Can we know the consequences of our actions before they take us onto an unforeseen path?
Thirty-three seconds left. Only three and thirty seconds before my life ended. A door opened, drawing me, dragging me down a hallway. They dragged me the first thirty feet. Then I convinced them to release me so I could walk on my own--like a man.
That was the longest corridor ever traversed during my short lifetime.
Well, that was a subject that hadn't escaped my attention for more than thirty seconds during the previous twenty-four hours. My life had been carefree for more than twenty-four years before that fateful afternoon.
It took a little over thirty seconds for the columns, supporting my joyful existence to collapse beneath me. Thirty-some-odd seconds and twenty-four years of toil crashed to the ground like a felled tree. Why did I do it?
I argued with myself for weeks before that night. Everything learned during years of a still-young life culminated inside a single rash moment, and after, in the shadows of my mistake, my face fell to my palms, and then tears trickled through my fingers.

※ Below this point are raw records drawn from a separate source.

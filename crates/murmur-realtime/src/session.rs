mod actor;
mod backoff;
mod config;
pub mod consts;
mod stats;

pub use backoff::backoff_delay;
pub use config::{SessionConfig, SessionConfigBuilder};
pub use stats::Stats;

use crate::broker::{EventBroker, SubscriptionHandle};
use crate::error::SessionError;
use crate::transport::Connector;
use crate::transport::websocket::WebSocketConnector;
use actor::{Actor, Command};
use murmur_types::codec::{self, OutboundFrame};
use murmur_types::{ClientCommand, Event, EventCategory, RawMessage};
use secrecy::SecretString;
use serde_json::{Map, Value};
use std::fmt;
use std::sync::{Arc, Mutex, MutexGuard};
use tokio::sync::{mpsc, oneshot, watch};

#[derive(Debug, Clone, Copy, PartialEq, Eq, Hash)]
pub enum SessionState {
    Disconnected,
    Connecting,
    Connected,
    Reconnecting,
    /// Terminal. Recovering requires a new [`Session`].
    Closed,
}

impl fmt::Display for SessionState {
    fn fmt(&self, f: &mut fmt::Formatter<'_>) -> fmt::Result {
        let name = match self {
            SessionState::Disconnected => "DISCONNECTED",
            SessionState::Connecting => "CONNECTING",
            SessionState::Connected => "CONNECTED",
            SessionState::Reconnecting => "RECONNECTING",
            SessionState::Closed => "CLOSED",
        };
        f.write_str(name)
    }
}

/// A consistent view of the state machine, published after every transition.
#[derive(Debug, Clone, Copy, PartialEq, Eq)]
pub struct Status {
    state: SessionState,
    reconnect_attempt: u32,
    generation: u64,
}

impl Status {
    pub fn state(&self) -> SessionState {
        self.state
    }

    pub fn reconnect_attempt(&self) -> u32 {
        self.reconnect_attempt
    }

    pub fn generation(&self) -> u64 {
        self.generation
    }
}

/// Outcome of a `send`. Dropped frames are gone for good.
#[derive(Debug, Clone, Copy, PartialEq, Eq)]
pub enum Delivery {
    Sent,
    Dropped,
}

/// Sender half of the current link's outbound queue, present only while CONNECTED.
#[derive(Clone, Default)]
pub(crate) struct OutboundSlot(Arc<Mutex<Option<mpsc::Sender<RawMessage>>>>);

impl OutboundSlot {
    pub(crate) fn open(&self, sender: mpsc::Sender<RawMessage>) {
        *self.guard() = Some(sender);
    }

    pub(crate) fn close(&self) {
        self.guard().take();
    }

    fn try_send(&self, message: RawMessage) -> Delivery {
        match self.guard().as_ref() {
            Some(sender) => match sender.try_send(message) {
                Ok(()) => Delivery::Sent,
                Err(e) => {
                    tracing::trace!("outbound queue refused frame: {}", e);
                    Delivery::Dropped
                }
            },
            None => Delivery::Dropped,
        }
    }

    fn guard(&self) -> MutexGuard<'_, Option<mpsc::Sender<RawMessage>>> {
        self.0
            .lock()
            .unwrap_or_else(|poisoned| poisoned.into_inner())
    }
}

pub(crate) fn update_stats(stats: &Mutex<Stats>, update: impl FnOnce(&mut Stats)) {
    if let Ok(mut stats_guard) = stats.lock() {
        update(&mut stats_guard);
    } else {
        tracing::error!("failed to update stats");
    }
}

/// One logical streaming relationship with the backend.
///
/// The state machine runs on a background task spawned at construction, so a
/// session must be created inside a tokio runtime. Dropping the last handle
/// stops that task and closes any open transport.
pub struct Session {
    commands: mpsc::UnboundedSender<Command>,
    status: watch::Receiver<Status>,
    outbound: OutboundSlot,
    broker: EventBroker,
    stats: Arc<Mutex<Stats>>,
}

impl Session {
    /// A session speaking WebSocket to `config.endpoint()`.
    pub fn new(config: SessionConfig) -> Self {
        Self::with_connector(config, Arc::new(WebSocketConnector))
    }

    pub fn with_connector(config: SessionConfig, connector: Arc<dyn Connector>) -> Self {
        let (commands, commands_rx) = mpsc::unbounded_channel();
        let (signals, signals_rx) = mpsc::unbounded_channel();
        let (status_tx, status) = watch::channel(Status {
            state: SessionState::Disconnected,
            reconnect_attempt: 0,
            generation: 0,
        });
        let outbound = OutboundSlot::default();
        let broker = EventBroker::new();
        let stats = Arc::new(Mutex::new(Stats::new()));

        let actor = Actor::new(
            Arc::new(config),
            connector,
            broker.clone(),
            stats.clone(),
            outbound.clone(),
            status_tx,
            signals,
        );
        tokio::spawn(actor.run(commands_rx, signals_rx));

        Self {
            commands,
            status,
            outbound,
            broker,
            stats,
        }
    }

    /// Opens the transport and waits for the backend's `connected` frame.
    ///
    /// Only valid while DISCONNECTED. An auth rejection closes the session
    /// for good; any other failure leaves it DISCONNECTED.
    pub async fn connect(&self, token: &str) -> Result<(), SessionError> {
        if token.is_empty() {
            return Err(SessionError::EmptyToken);
        }
        let (reply, response) = oneshot::channel();
        self.commands
            .send(Command::Connect {
                token: SecretString::from(token.to_string()),
                reply,
            })
            .map_err(|_| SessionError::Closed)?;
        response.await.map_err(|_| SessionError::Closed)?
    }

    /// Cancels any pending reconnect or handshake, closes the transport and
    /// drops every subscription. Calling it again is a no-op.
    pub async fn disconnect(&self) {
        let (reply, done) = oneshot::channel();
        if self.commands.send(Command::Disconnect { reply }).is_err() {
            return;
        }
        let _ = done.await;
    }

    /// Queues `frame` on the open link. Never blocks and never buffers:
    /// outside CONNECTED, or with a full queue, the frame is dropped.
    pub fn send(&self, frame: OutboundFrame) -> Result<Delivery, SessionError> {
        let audio = frame.is_audio();
        let message = codec::encode(frame)?;
        let delivery = self.outbound.try_send(message);
        match delivery {
            Delivery::Sent => update_stats(&self.stats, |stats| stats.record_sent(audio)),
            Delivery::Dropped => update_stats(&self.stats, Stats::record_dropped),
        }
        Ok(delivery)
    }

    pub fn send_audio(&self, chunk: Vec<u8>) -> Delivery {
        // Audio frames are passed through as-is and cannot fail to encode.
        self.send(OutboundFrame::Audio(chunk))
            .unwrap_or(Delivery::Dropped)
    }

    pub fn speak(&self, text: &str) -> Result<Delivery, SessionError> {
        self.send(ClientCommand::speak(text).into())
    }

    pub fn ask(&self, text: &str) -> Result<Delivery, SessionError> {
        self.send(ClientCommand::ask(text).into())
    }

    /// Sends an arbitrary `{type, ...params}` command.
    pub fn command(
        &self,
        command_type: &str,
        params: Map<String, Value>,
    ) -> Result<Delivery, SessionError> {
        self.send(ClientCommand::custom(command_type, params).into())
    }

    pub fn status(&self) -> Status {
        *self.status.borrow()
    }

    pub fn state(&self) -> SessionState {
        self.status().state()
    }

    pub fn reconnect_attempt(&self) -> u32 {
        self.status().reconnect_attempt()
    }

    /// Receives every status change, e.g. to drive a reconnecting indicator.
    pub fn watch_status(&self) -> watch::Receiver<Status> {
        self.status.clone()
    }

    pub fn subscribe<F>(&self, category: EventCategory, callback: F) -> SubscriptionHandle
    where
        F: Fn(&Event) -> anyhow::Result<()> + Send + Sync + 'static,
    {
        self.broker.subscribe(category, callback)
    }

    pub fn unsubscribe(&self, handle: SubscriptionHandle) -> bool {
        self.broker.unsubscribe(handle)
    }

    /// Events of `category` as an async stream. The receiver ends once the
    /// session disconnects.
    pub fn events(
        &self,
        category: EventCategory,
    ) -> (SubscriptionHandle, mpsc::UnboundedReceiver<Event>) {
        self.broker.subscribe_channel(category)
    }

    pub fn stats(&self) -> Stats {
        match self.stats.lock() {
            Ok(stats) => stats.clone(),
            Err(poisoned) => poisoned.into_inner().clone(),
        }
    }
}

As reality collided with scattered thoughts, my chest collapsed, and regret twitched between each constrained beat of my heart. I knew little about fear, but fear fell upon me like the talons of Medusa, crushing each breath in its attempt to renew life. Unabashed fear filled me, and no escape route opened from the guarded path under my feet.
Tomorrow disappeared behind a veil of black, foreboding clouds, which my thoughts were unable to pierce. The future I had fashioned faded, and all I saw before me was a solemn path, winding through desolate fields of doubt.
Suddenly, I heard my voice echoing, "I do." Mark passed me the ring, and my future unfolded into a brighter day.